As far as specific tasks go, it's a tactical shooter. There's only so many things that can be asked, outside of special situations. Assassinate that. Protect them. Retrieve this. More specifically, missions can also involve capturing new Agents to bolster your collection, plot related things like your original human soldiers rebelling at having been replaced by an increasing army of cyborgs who get all the love these days, extra-hard missions that unlock particularly fun (if not the most powerful) weapons, and being offered the chance to make your city ad-supported by putting TV screens advertising Ghost In The Shell on every street corner and having the marketing guy responsible shot in the cock. Grrrr!
When sides come to blows, Agent vs. Agent fights are all-out slugfests - incredibly powerful cyborgs unleashing the fury against each other. Why would you ever bring squishy regular humans into that? Not for a straight-up fight, which they'll always lose. They have a few advantages of their own though, including anonymity and being able to blend into the crowd (technically, lie low for a while) if police or other military units are put on alert, whereas Agents are priority targets from at the latest the moment they pull a trigger, and being faster, allowing for smart play with toys like timebombs and calling down orbital strikes in areas that Agents wouldn't be able to get to without having an all-out firefight. Agents don't lower themselves to the likes of planting bombs. They're broadswords, not scalpels.

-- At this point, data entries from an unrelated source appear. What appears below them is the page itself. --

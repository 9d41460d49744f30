//! # Voxel Side Module
//!
//! The six faces of a voxel as single bits, and a compact mask of several faces. Masks are what
//! visibility queries return and what face culling consumes.

use cgmath::Vector3;
use num_derive::FromPrimitive;
use num_traits::FromPrimitive;

/// One face of a unit voxel. The discriminant is the face's bit in a [`VoxelSides`] mask.
#[derive(PartialEq, Eq, Hash, Copy, Clone, Debug, FromPrimitive)]
pub enum VoxelSide {
    /// Facing positive Y
    TOP = 1,
    /// Facing negative Y
    BOTTOM = 2,
    /// Facing positive Z
    FRONT = 4,
    /// Facing positive X
    RIGHT = 8,
    /// Facing negative Z
    BACK = 16,
    /// Facing negative X
    LEFT = 32,
}

impl VoxelSide {
    /// All faces, in bit order.
    pub fn all() -> [VoxelSide; 6] {
        [
            VoxelSide::TOP,
            VoxelSide::BOTTOM,
            VoxelSide::FRONT,
            VoxelSide::RIGHT,
            VoxelSide::BACK,
            VoxelSide::LEFT,
        ]
    }

    /// Mask bit of this face.
    #[inline]
    pub fn bit(self) -> u8 {
        self as u8
    }

    /// Unit offset from a voxel to the neighbour sharing this face.
    pub fn offset(self) -> Vector3<i32> {
        match self {
            VoxelSide::TOP => Vector3::new(0, 1, 0),
            VoxelSide::BOTTOM => Vector3::new(0, -1, 0),
            VoxelSide::FRONT => Vector3::new(0, 0, 1),
            VoxelSide::RIGHT => Vector3::new(1, 0, 0),
            VoxelSide::BACK => Vector3::new(0, 0, -1),
            VoxelSide::LEFT => Vector3::new(-1, 0, 0),
        }
    }

    /// Outward normal of this face.
    pub fn normal(self) -> Vector3<f32> {
        let offset = self.offset();
        Vector3::new(offset.x as f32, offset.y as f32, offset.z as f32)
    }
}

/// A set of voxel faces packed into six bits.
#[derive(PartialEq, Eq, Hash, Copy, Clone, Debug, Default)]
pub struct VoxelSides(u8);

impl VoxelSides {
    /// No faces.
    pub const NONE: VoxelSides = VoxelSides(0);
    /// All six faces.
    pub const ALL: VoxelSides = VoxelSides(63);

    /// Builds a mask from raw bits; bits above the sixth are dropped.
    pub fn from_bits(bits: u8) -> Self {
        VoxelSides(bits & Self::ALL.0)
    }

    pub fn bits(self) -> u8 {
        self.0
    }

    pub fn contains(self, side: VoxelSide) -> bool {
        self.0 & side.bit() != 0
    }

    pub fn insert(&mut self, side: VoxelSide) {
        self.0 |= side.bit();
    }

    pub fn remove(&mut self, side: VoxelSide) {
        self.0 &= !side.bit();
    }

    pub fn is_empty(self) -> bool {
        self.0 == 0
    }

    pub fn len(self) -> usize {
        self.0.count_ones() as usize
    }

    /// Faces in the mask, in bit order.
    pub fn iter(self) -> impl Iterator<Item = VoxelSide> {
        (0..6u8)
            .map(|shift| 1u8 << shift)
            .filter(move |bit| self.0 & bit != 0)
            .filter_map(VoxelSide::from_u8)
    }
}

impl From<VoxelSide> for VoxelSides {
    fn from(side: VoxelSide) -> Self {
        VoxelSides(side.bit())
    }
}

#[cfg(test)]
mod tests {
    use super::*;

    #[test]
    fn all_is_every_side() {
        let mut sides = VoxelSides::NONE;
        for side in VoxelSide::all() {
            sides.insert(side);
        }
        assert_eq!(sides, VoxelSides::ALL);
        assert_eq!(sides.iter().collect::<Vec<_>>(), VoxelSide::all().to_vec());
    }

    #[test]
    fn opposite_offsets_cancel() {
        let sum = VoxelSide::all()
            .iter()
            .fold(Vector3::new(0, 0, 0), |acc, side| acc + side.offset());
        assert_eq!(sum, Vector3::new(0, 0, 0));
    }

    #[test]
    fn remove_clears_only_that_bit() {
        let mut sides = VoxelSides::ALL;
        sides.remove(VoxelSide::LEFT);
        assert!(!sides.contains(VoxelSide::LEFT));
        assert!(sides.contains(VoxelSide::RIGHT));
        assert_eq!(sides.len(), 5);
    }
}
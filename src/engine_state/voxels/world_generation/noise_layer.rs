//! A named fractal noise source with the remap applied by terrain generation.

use noise::{Fbm, MultiFractal, NoiseFn, Simplex};
use serde::{Deserialize, Serialize};

/// Tunable parameters of a [`NoiseLayer`].
///
/// A raw sample `n` in `[-1, 1]` becomes `clamp((n + 1) / 2 + offset, min, max) * scale`.
///
/// Fields missing from serialized settings are taken from [`NoiseSettings::terrain`].
#[derive(Debug, Clone, Copy, PartialEq, Serialize, Deserialize)]
#[serde(default = "NoiseSettings::terrain")]
pub struct NoiseSettings {
    /// Amplitude multiplier between octaves.
    pub gain: f64,
    /// Frequency multiplier between octaves.
    pub lacunarity: f64,
    pub frequency: f64,
    pub octaves: usize,
    pub min: f32,
    pub max: f32,
    pub offset: f32,
    pub scale: f32,
    pub seed: u32,
}

impl Default for NoiseSettings {
    fn default() -> Self {
        NoiseSettings {
            gain: 0.5,
            lacunarity: 2.0,
            frequency: 0.02,
            octaves: 5,
            min: 0.0,
            max: 255.0,
            offset: 0.0,
            scale: 64.0,
            seed: 12345,
        }
    }
}

impl NoiseSettings {
    /// Settings used for the terrain height layer.
    pub fn terrain() -> Self {
        NoiseSettings {
            gain: 0.651,
            octaves: 10,
            frequency: 0.003,
            offset: 0.012,
            scale: 128.0,
            seed: 6899,
            ..Self::default()
        }
    }
}

/// One seeded noise generator and its settings.
pub struct NoiseLayer {
    index: u32,
    name: String,
    settings: NoiseSettings,
    generator: Fbm<Simplex>,
}

fn build_generator(settings: &NoiseSettings) -> Fbm<Simplex> {
    Fbm::<Simplex>::new(settings.seed)
        .set_octaves(settings.octaves)
        .set_frequency(settings.frequency)
        .set_lacunarity(settings.lacunarity)
        .set_persistence(settings.gain)
}

impl NoiseLayer {
    pub fn new(index: u32, name: impl Into<String>, settings: NoiseSettings) -> Self {
        NoiseLayer {
            index,
            name: name.into(),
            generator: build_generator(&settings),
            settings,
        }
    }

    pub fn index(&self) -> u32 {
        self.index
    }

    pub fn name(&self) -> &str {
        &self.name
    }

    pub fn settings(&self) -> &NoiseSettings {
        &self.settings
    }

    /// Replaces the settings and rebuilds the generator.
    pub fn set_settings(&mut self, settings: NoiseSettings) {
        self.generator = build_generator(&settings);
        self.settings = settings;
    }

    /// Remapped noise at a world-space column.
    pub fn get_noise(&self, x: f64, z: f64) -> f32 {
        let raw = self.generator.get([x, z]) as f32;
        let value = (raw + 1.0) * 0.5 + self.settings.offset;
        value.clamp(self.settings.min, self.settings.max) * self.settings.scale
    }

    /// Column heights for a `size` × `size` grid starting at world column `(origin_x,
    /// origin_z)`, indexed `z * size + x`.
    pub fn height_map(&self, origin_x: i32, origin_z: i32, size: usize) -> Vec<i32> {
        let mut heights = Vec::with_capacity(size * size);
        for z in 0..size {
            for x in 0..size {
                let noise = self.get_noise(
                    (origin_x + x as i32) as f64,
                    (origin_z + z as i32) as f64,
                );
                heights.push(noise as i32);
            }
        }
        heights
    }
}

Oh, and of course, there's the Persuadertron. Of course it has to be in there. It's one of Syndicate's coolest toys; the power to create an army at will. Given its phenomenal power though, it has to be earned. As with all the fancy weapons, it's a toy for Agents only. Out of the box, its limit is a couple of guys though - hijacking a policeman's mind for instance for a bit of extra firepower, or potentially to get through a restricted area and place a bomb. (Alternatively, a human character could perhaps steal a uniform and get through as long as there isn't an alert going on at the time, if that seemed fun)
To control crowds though, for the most part, means having an Agent devoted to its mastery - each upgrade allowing for more people to come under its spell. That's because there's an active limit to how much their cyborg brains can process. However! The technology can also be used in two other ways - a Scramble bomb placed by a non-Agent that will turn everyone except enemy Agents in a small area into a hyper-aggressive rioter, and one of the final missions when the city as a whole is yours and the Syndicate sends its biggest guns to put down what's now a full-scale rebellion. By this point though, you've wired the Persuadertron into some real computing power and can now mobilise the entire city into an army at will. With that power, the final level isn't so much a mission as a massacre.
This is the ultimate end goal - to create a city state that the Syndicate can no longer enter, but can't afford to destroy either. Along the way, your initial suppliers have become generals, your single Agent has become a template for your own programme that's ready to start building them rather than having to capture them. From there, the rest of the world beckons... but that's another story.
Not a story about an Agent with a conscience though. That would be Silly.